The purpose of s3select engine is to create an efficient pipe between user client to storage node (the engine should be as close as possible to storage, "moving computation into storage").
It enables the user to define the exact portion of data should received by his side.
It also enables for higher level analytic-applications (such as SPARK-SQL) , using that feature to improve their latency and throughput.
https://aws.amazon.com/blogs/aws/s3-glacier-select/
https://www.qubole.com/blog/amazon-s3-select-integration/
The engine is using boost::spirit to define the grammar , and by that building the AST (abstract-syntax-tree). upon statement is accepted by the grammar it create a tree of objects.
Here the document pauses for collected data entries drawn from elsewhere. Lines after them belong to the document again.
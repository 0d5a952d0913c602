//! Logging configuration for metrictrack.
//!
//! Diagnostics go to stderr through `tracing`, leaving stdout to the rendered
//! view and exported payloads.

use tracing::Level;
use tracing_subscriber::{fmt, prelude::*, EnvFilter};

/// Verbosity level for logging output.
#[derive(Debug, Clone, Copy, PartialEq, Eq, Default)]
pub enum Verbosity {
    /// Suppress all output except errors.
    Quiet,
    /// Warnings and errors only.
    #[default]
    Normal,
    /// Informational output.
    Verbose,
    /// Debug output.
    Debug,
    /// Very verbose output (trace level).
    Trace,
}

impl Verbosity {
    /// Convert verbosity to tracing level filter.
    #[must_use]
    pub fn to_level_filter(&self) -> Level {
        match self {
            Self::Quiet => Level::ERROR,
            Self::Normal => Level::WARN,
            Self::Verbose => Level::INFO,
            Self::Debug => Level::DEBUG,
            Self::Trace => Level::TRACE,
        }
    }
}

/// Initialize the logging system.
///
/// This should be called once at application startup. The logging level can be
/// controlled via:
/// 1. The `verbosity` parameter
/// 2. The `RUST_LOG` environment variable (takes precedence)
///
/// # Examples
///
/// ```no_run
/// use metrictrack::{init_logging, logging::Verbosity};
///
/// init_logging(Verbosity::Verbose);
/// ```
pub fn init_logging(verbosity: Verbosity) {
    let default_filter = format!("metrictrack={}", verbosity.to_level_filter());

    let env_filter =
        EnvFilter::try_from_default_env().unwrap_or_else(|_| EnvFilter::new(&default_filter));

    let subscriber = tracing_subscriber::registry().with(env_filter).with(
        fmt::layer()
            .with_writer(std::io::stderr)
            .with_target(true)
            .with_thread_ids(false)
            .with_file(false)
            .with_line_number(false),
    );

    // Install the subscriber (ignore error if already set)
    let _ = subscriber.try_init();
}

/// Initialize logging for tests.
#[cfg(test)]
pub fn init_test_logging() {
    let _ = tracing_subscriber::fmt()
        .with_env_filter("warn")
        .with_test_writer()
        .try_init();
}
The hierarchy(levels) of the different objects also define their role, i.e. function could be a finite expression, or an argument for an expression, or an argument for other functions, and so forth.
Bellow is an example for “SQL” statement been parsed and transform into AST.
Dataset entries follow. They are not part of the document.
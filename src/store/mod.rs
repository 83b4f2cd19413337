//! Snippet collection persistence.
//!
//! The whole collection lives as one JSON array under a single roaming
//! settings key. A second key, `<key>_error_flag`, remembers that the last
//! load found a corrupt value so a failing default set cannot send the
//! taskpane into a reload loop.
//!
//! # Example
//!
//! ```rust,ignore
//! let store = SnippetStore::new(roaming, Arc::new(BundledDefaults), &settings.storage);
//!
//! let outcome = store.load().await;
//! let mut snippets = outcome.snippets;
//! snippets.push(Snippet::new("sig", "", "-- Ann"));
//! store.save(&snippets).await?;
//! ```

use std::fmt;
use std::sync::Arc;

use thiserror::Error;

use crate::config::StorageConfig;
use crate::defaults::{DefaultSnippetSource, DefaultsError};
use crate::metrics::StoreMetrics;
use crate::snippet::{ensure_unique, Snippet, SnippetError};
use crate::storage::{utf16_len, RoamingError, RoamingSettings};

/// Value written to the error flag key
const FLAG_SET: &str = "true";

/// Store-specific error type
#[derive(Debug, Error)]
pub enum StoreError {
    #[error("Error: Snippets data too large to save ({len} of {limit} characters).")]
    Oversize { len: usize, limit: usize },

    #[error("Error saving snippets: {0}")]
    Write(#[from] RoamingError),

    #[error("Error preparing snippets for saving: {0}")]
    Serialization(#[from] serde_json::Error),
}

/// Result type for store operations
pub type StoreResult<T> = Result<T, StoreError>;

/// Why a stored value was rejected
#[derive(Debug, Error)]
enum CorruptValue {
    #[error("not a snippet list: {0}")]
    Parse(#[from] serde_json::Error),

    #[error("invalid snippet: {0}")]
    Invalid(#[from] SnippetError),
}

/// Where a loaded collection came from
#[derive(Debug, Clone, Copy, PartialEq, Eq)]
pub enum LoadSource {
    /// Parsed from the stored value
    Stored,
    /// Nothing was stored; defaults were fetched and saved
    Defaults,
    /// The stored value was corrupt; defaults replaced it
    RecoveredDefaults,
    /// Nothing was stored and the previous load had failed
    PreviousFailure,
}

impl LoadSource {
    pub fn as_str(&self) -> &'static str {
        match self {
            LoadSource::Stored => "stored",
            LoadSource::Defaults => "defaults",
            LoadSource::RecoveredDefaults => "recovered",
            LoadSource::PreviousFailure => "previous_failure",
        }
    }
}

impl fmt::Display for LoadSource {
    fn fmt(&self, f: &mut fmt::Formatter<'_>) -> fmt::Result {
        f.write_str(self.as_str())
    }
}

/// Result of a load
#[derive(Debug)]
pub struct LoadOutcome {
    /// The collection to show
    pub snippets: Vec<Snippet>,

    /// Where it came from
    pub source: LoadSource,

    /// Set when the defaults could not be fetched (`snippets` is then empty)
    pub defaults_error: Option<DefaultsError>,

    /// Set when the defaults could not be written back
    pub persist_error: Option<StoreError>,
}

impl LoadOutcome {
    /// Size of the collection a caller may cache; nothing unsaved is cached
    pub fn cached_len(&self) -> usize {
        if self.persist_error.is_some() {
            0
        } else {
            self.snippets.len()
        }
    }

    fn stored(snippets: Vec<Snippet>) -> Self {
        Self {
            snippets,
            source: LoadSource::Stored,
            defaults_error: None,
            persist_error: None,
        }
    }
}

/// Roaming-settings-backed snippet store.
pub struct SnippetStore {
    settings: Arc<dyn RoamingSettings>,
    defaults: Arc<dyn DefaultSnippetSource>,
    key: String,
    flag_key: String,
    max_serialized_len: usize,
}

impl SnippetStore {
    pub fn new(
        settings: Arc<dyn RoamingSettings>,
        defaults: Arc<dyn DefaultSnippetSource>,
        config: &StorageConfig,
    ) -> Self {
        Self {
            settings,
            defaults,
            key: config.key.clone(),
            flag_key: config.error_flag_key(),
            max_serialized_len: config.max_serialized_len,
        }
    }

    /// Settings key holding the collection
    pub fn key(&self) -> &str {
        &self.key
    }

    /// Settings key holding the corruption flag
    pub fn flag_key(&self) -> &str {
        &self.flag_key
    }

    /// Largest encoded collection a save accepts
    pub fn max_serialized_len(&self) -> usize {
        self.max_serialized_len
    }

    /// Load the collection, falling back to the defaults.
    ///
    /// Never fails outright: problems with the defaults are reported on the
    /// outcome and the collection is empty.
    pub async fn load(&self) -> LoadOutcome {
        let previous_failure = self.settings.get(&self.flag_key).is_some();
        self.settings.remove(&self.flag_key);

        let outcome = match self.settings.get(&self.key).filter(|raw| !raw.is_empty()) {
            Some(raw) => match parse_collection(&raw) {
                Ok(snippets) => {
                    tracing::debug!(count = snippets.len(), "Snippets loaded from roaming settings");
                    LoadOutcome::stored(snippets)
                }
                Err(e) => {
                    tracing::warn!(key = %self.key, error = %e, "Stored snippets are corrupt, loading defaults");
                    StoreMetrics::record_recovery();

                    self.settings.set(&self.flag_key, FLAG_SET.to_string());
                    if let Err(e) = self.settings.save_async().await {
                        tracing::warn!(error = %e, "Failed to persist snippet error flag");
                    }

                    self.load_defaults(LoadSource::RecoveredDefaults).await
                }
            },
            None if previous_failure => {
                tracing::warn!("No stored snippets and the previous load failed, not retrying defaults");
                LoadOutcome {
                    snippets: Vec::new(),
                    source: LoadSource::PreviousFailure,
                    defaults_error: None,
                    persist_error: None,
                }
            }
            None => {
                tracing::info!("No snippets in roaming settings, loading defaults");
                self.load_defaults(LoadSource::Defaults).await
            }
        };

        StoreMetrics::record_load(outcome.source.as_str(), outcome.cached_len());
        outcome
    }

    async fn load_defaults(&self, source: LoadSource) -> LoadOutcome {
        let (snippets, defaults_error) = match self.defaults.fetch().await {
            Ok(snippets) => {
                tracing::debug!(count = snippets.len(), "Loaded default snippets");
                (snippets, None)
            }
            Err(e) => {
                tracing::error!(error = %e, "Failed to load default snippets");
                (Vec::new(), Some(e))
            }
        };

        let persist_error = self.save(&snippets).await.err();

        LoadOutcome {
            snippets,
            source,
            defaults_error,
            persist_error,
        }
    }

    /// Persist the whole collection.
    ///
    /// Oversized collections are rejected before the host is called. On a
    /// host failure the previous stored value is restored locally, so a
    /// later load still sees the last saved collection.
    pub async fn save(&self, snippets: &[Snippet]) -> StoreResult<()> {
        let encoded = serde_json::to_string(snippets)?;
        let len = utf16_len(&encoded);

        if len > self.max_serialized_len {
            StoreMetrics::record_oversize(len);
            tracing::warn!(len = len, limit = self.max_serialized_len, "Snippets data too large to save");
            return Err(StoreError::Oversize {
                len,
                limit: self.max_serialized_len,
            });
        }

        let previous = self.settings.get(&self.key);
        self.settings.set(&self.key, encoded);

        match self.settings.save_async().await {
            Ok(()) => {
                self.settings.remove(&self.flag_key);
                StoreMetrics::record_saved(len, snippets.len());
                tracing::info!(count = snippets.len(), len = len, "Snippets saved");
                Ok(())
            }
            Err(e) => {
                match previous {
                    Some(value) => self.settings.set(&self.key, value),
                    None => self.settings.remove(&self.key),
                }
                StoreMetrics::record_write_failed();
                tracing::error!(error = %e, backend = self.settings.backend_name(), "Error saving snippets");
                Err(StoreError::Write(e))
            }
        }
    }

    /// Forget the stored collection and the error flag.
    ///
    /// The next load takes the defaults path again.
    pub async fn reset(&self) -> StoreResult<()> {
        self.settings.remove(&self.key);
        self.settings.remove(&self.flag_key);
        self.settings.save_async().await?;
        tracing::info!(key = %self.key, "Snippet storage reset");
        Ok(())
    }
}

fn parse_collection(raw: &str) -> Result<Vec<Snippet>, CorruptValue> {
    let snippets: Vec<Snippet> = serde_json::from_str(raw)?;
    for snippet in &snippets {
        snippet.validate()?;
    }
    ensure_unique(&snippets)?;
    Ok(snippets)
}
The where-clause is boolean expression made of arithmetic expression building blocks.
Projection is a list of arithmetic expressions
I created a container (sudo docker run -it galsl/s3select:dev /bin/bash) built with boost libraries , for building and running the s3select demo application.
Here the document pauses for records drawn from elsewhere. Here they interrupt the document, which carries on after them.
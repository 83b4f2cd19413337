//! Prometheus metrics for the snippet taskpane.
//!
//! - Store metrics (loads by source, saves by outcome, corruption recoveries)
//! - Snippet metrics (cached collection size, insertions by outcome)

mod helpers;

pub use helpers::{encode_metrics, InsertMetrics, StoreMetrics};

use lazy_static::lazy_static;
use prometheus::{
    register_histogram, register_int_counter, register_int_counter_vec, register_int_gauge,
    Histogram, IntCounter, IntCounterVec, IntGauge,
};

/// Prefix for all metrics
const METRIC_PREFIX: &str = "snippets";

lazy_static! {
    // ============================================================================
    // Store Metrics
    // ============================================================================

    /// Collection loads by where the collection came from
    pub static ref STORE_LOADS_TOTAL: IntCounterVec = register_int_counter_vec!(
        format!("{}_store_loads_total", METRIC_PREFIX),
        "Snippet collection loads by source",
        &["source"]
    ).unwrap();

    /// Collection saves by outcome
    pub static ref STORE_SAVES_TOTAL: IntCounterVec = register_int_counter_vec!(
        format!("{}_store_saves_total", METRIC_PREFIX),
        "Snippet collection saves by outcome",
        &["outcome"]
    ).unwrap();

    /// Stored collections that failed to parse and were replaced by defaults
    pub static ref STORE_RECOVERIES_TOTAL: IntCounter = register_int_counter!(
        format!("{}_store_recoveries_total", METRIC_PREFIX),
        "Corrupt snippet collections replaced by defaults"
    ).unwrap();

    /// Encoded collection size on save
    pub static ref STORE_ENCODED_LENGTH: Histogram = register_histogram!(
        format!("{}_store_encoded_length", METRIC_PREFIX),
        "Encoded snippet collection length in UTF-16 units",
        vec![1_000.0, 5_000.0, 10_000.0, 20_000.0, 30_000.0]
    ).unwrap();

    // ============================================================================
    // Snippet Metrics
    // ============================================================================

    /// Number of snippets in the current collection
    pub static ref SNIPPETS_CACHED: IntGauge = register_int_gauge!(
        format!("{}_cached", METRIC_PREFIX),
        "Number of snippets in the current collection"
    ).unwrap();

    /// Insertions into the compose body by outcome
    pub static ref SNIPPETS_INSERTED_TOTAL: IntCounterVec = register_int_counter_vec!(
        format!("{}_inserted_total", METRIC_PREFIX),
        "Snippet insertions by outcome",
        &["outcome"]
    ).unwrap();
}
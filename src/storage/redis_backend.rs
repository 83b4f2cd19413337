//! Redis-backed roaming settings.
//!
//! One mailbox's settings live as a single JSON object string at
//! `{prefix}:{mailbox}`, the same shape the file backend writes. A save
//! replaces the whole object.

use std::collections::BTreeMap;
use std::sync::Arc;

use async_trait::async_trait;
use dashmap::DashMap;

use crate::redis::RedisPool;

use super::backend::{check_quota, RoamingError, RoamingSettings};

/// Roaming settings shared through Redis.
pub struct RedisRoamingSettings {
    pool: Arc<RedisPool>,
    key: String,
    local: DashMap<String, String>,
    value_quota: usize,
}

impl RedisRoamingSettings {
    /// Load the settings for `mailbox` into a fresh local snapshot.
    pub async fn load(
        pool: Arc<RedisPool>,
        prefix: &str,
        mailbox: &str,
        value_quota: usize,
    ) -> Result<Self, RoamingError> {
        let key = storage_key(prefix, mailbox);
        let local = DashMap::new();

        if let Some(raw) = pool.get_string(&key).await? {
            for (k, v) in decode_snapshot(&raw)? {
                local.insert(k, v);
            }
        }

        tracing::debug!(key = %key, entries = local.len(), "Loaded roaming settings from Redis");

        Ok(Self {
            pool,
            key,
            local,
            value_quota,
        })
    }

    /// Redis key holding this mailbox's settings.
    pub fn key(&self) -> &str {
        &self.key
    }
}

/// Build the Redis key for a mailbox.
pub fn storage_key(prefix: &str, mailbox: &str) -> String {
    format!("{}:{}", prefix, mailbox)
}

/// Encode a snapshot for `SET`; `None` means the key should be deleted.
pub(crate) fn encode_snapshot(
    snapshot: &BTreeMap<String, String>,
    value_quota: usize,
) -> Result<Option<String>, RoamingError> {
    check_quota(snapshot, value_quota)?;

    if snapshot.is_empty() {
        return Ok(None);
    }
    Ok(Some(serde_json::to_string(snapshot)?))
}

/// Decode the stored JSON object
pub(crate) fn decode_snapshot(raw: &str) -> Result<BTreeMap<String, String>, RoamingError> {
    Ok(serde_json::from_str(raw)?)
}

#[async_trait]
impl RoamingSettings for RedisRoamingSettings {
    fn backend_name(&self) -> &'static str {
        "redis"
    }

    fn get(&self, key: &str) -> Option<String> {
        self.local.get(key).map(|v| v.value().clone())
    }

    fn set(&self, key: &str, value: String) {
        self.local.insert(key.to_string(), value);
    }

    fn remove(&self, key: &str) {
        self.local.remove(key);
    }

    async fn save_async(&self) -> Result<(), RoamingError> {
        let snapshot: BTreeMap<String, String> = self
            .local
            .iter()
            .map(|e| (e.key().clone(), e.value().clone()))
            .collect();

        match encode_snapshot(&snapshot, self.value_quota)? {
            Some(encoded) => self.pool.set_string(&self.key, &encoded).await?,
            None => self.pool.del(&self.key).await?,
        }

        tracing::debug!(key = %self.key, entries = snapshot.len(), "Roaming settings saved to Redis");
        Ok(())
    }
}

#[cfg(test)]
mod tests {
    use super::*;

    #[test]
    fn test_storage_key() {
        assert_eq!(
            storage_key("snippets:roaming", "ann@example.com"),
            "snippets:roaming:ann@example.com"
        );
    }

    #[test]
    fn test_empty_snapshot_deletes_key() {
        assert_eq!(encode_snapshot(&BTreeMap::new(), 100).unwrap(), None);
    }

    #[test]
    fn test_snapshot_encoding_reads_back() {
        let mut snapshot = BTreeMap::new();
        snapshot.insert("cw_snippets_v1".to_string(), "[]".to_string());
        snapshot.insert("cw_snippets_v1_error_flag".to_string(), "true".to_string());

        let encoded = encode_snapshot(&snapshot, 100).unwrap().unwrap();
        assert_eq!(
            encoded,
            r#"{"cw_snippets_v1":"[]","cw_snippets_v1_error_flag":"true"}"#
        );
        assert_eq!(decode_snapshot(&encoded).unwrap(), snapshot);
    }

    #[test]
    fn test_snapshot_over_quota() {
        let mut snapshot = BTreeMap::new();
        snapshot.insert("key".to_string(), "x".repeat(11));

        assert!(matches!(
            encode_snapshot(&snapshot, 10),
            Err(RoamingError::QuotaExceeded { len: 11, limit: 10, .. })
        ));
    }

    #[test]
    fn test_decode_rejects_non_object() {
        assert!(matches!(
            decode_snapshot("[1, 2]"),
            Err(RoamingError::Serialization(_))
        ));
    }
}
The application can run on CSV files only,there is a zipped demo-input-file /s3select/datetime_decimal_float_100k.csv.gz as follow.
-
bash> /s3select/s3select/example/s3select_example -q ‘select _1 +_2,int(_5) * 3 from /...some..full-path/csv.txt where _1 > _2;’
-
bash> zcat /s3select/datetime_decimal_float_100k.csv.gz | /s3select/s3select/example/s3select_example -q 'select count(*) from stdin;'
-
bash> zcat /s3select/datetime_decimal_float_100k.csv.gz | head -100 | /s3select/s3select/example/s3select_example -q 'select count(*),sum(int(_2)),sum(float(_3)) from stdin;'
-
bash> zcat /s3select/datetime_decimal_float_100k.csv.gz | /s3select/s3select/example/s3select_example -q 'select count(*) from stdin where int(_2) between 45000 and 50000;'
-
bash> zcat /s3select/datetime_decimal_float_100k.csv.gz | /s3select/s3select/example/s3select_example -q 'select count(*) from stdin where extract(year from to_timestamp(_1)) == 1933;'
-
bash> /s3select/s3select/example/generate_rand_csv 1000000 10 | /s3select/s3select/example/s3select_example -q 'select sum(int(_1))/count(*) from stdin where int(_2) between 450 and 500;'
-q flag is for the query.
the engine supporting the following arithmetical operations +,-,*,/,^ , ( ) , and also the logical operators and,or.
s3select is supporting float,decimal,string; it also supports aggregation functions such as max,min,sum,count; the input stream is accepted as string attributes, to operate arithmetical operation it need to CAST, i.e. int(_1) is converting text to integer.
The demo-app is producing CSV format , thus it can be piped into another s3select statement.
there is a small app /generate_rand_csv {number-of-rows} {number-of-columns}/ , which generate CSV rows containing only numbers.
the random numbers are produced with same seed number.
since it works with STDIN , it possible to concatenate several files into single stream.
cat file1 file2 file1 file2 | s3select -q ‘ ….. ‘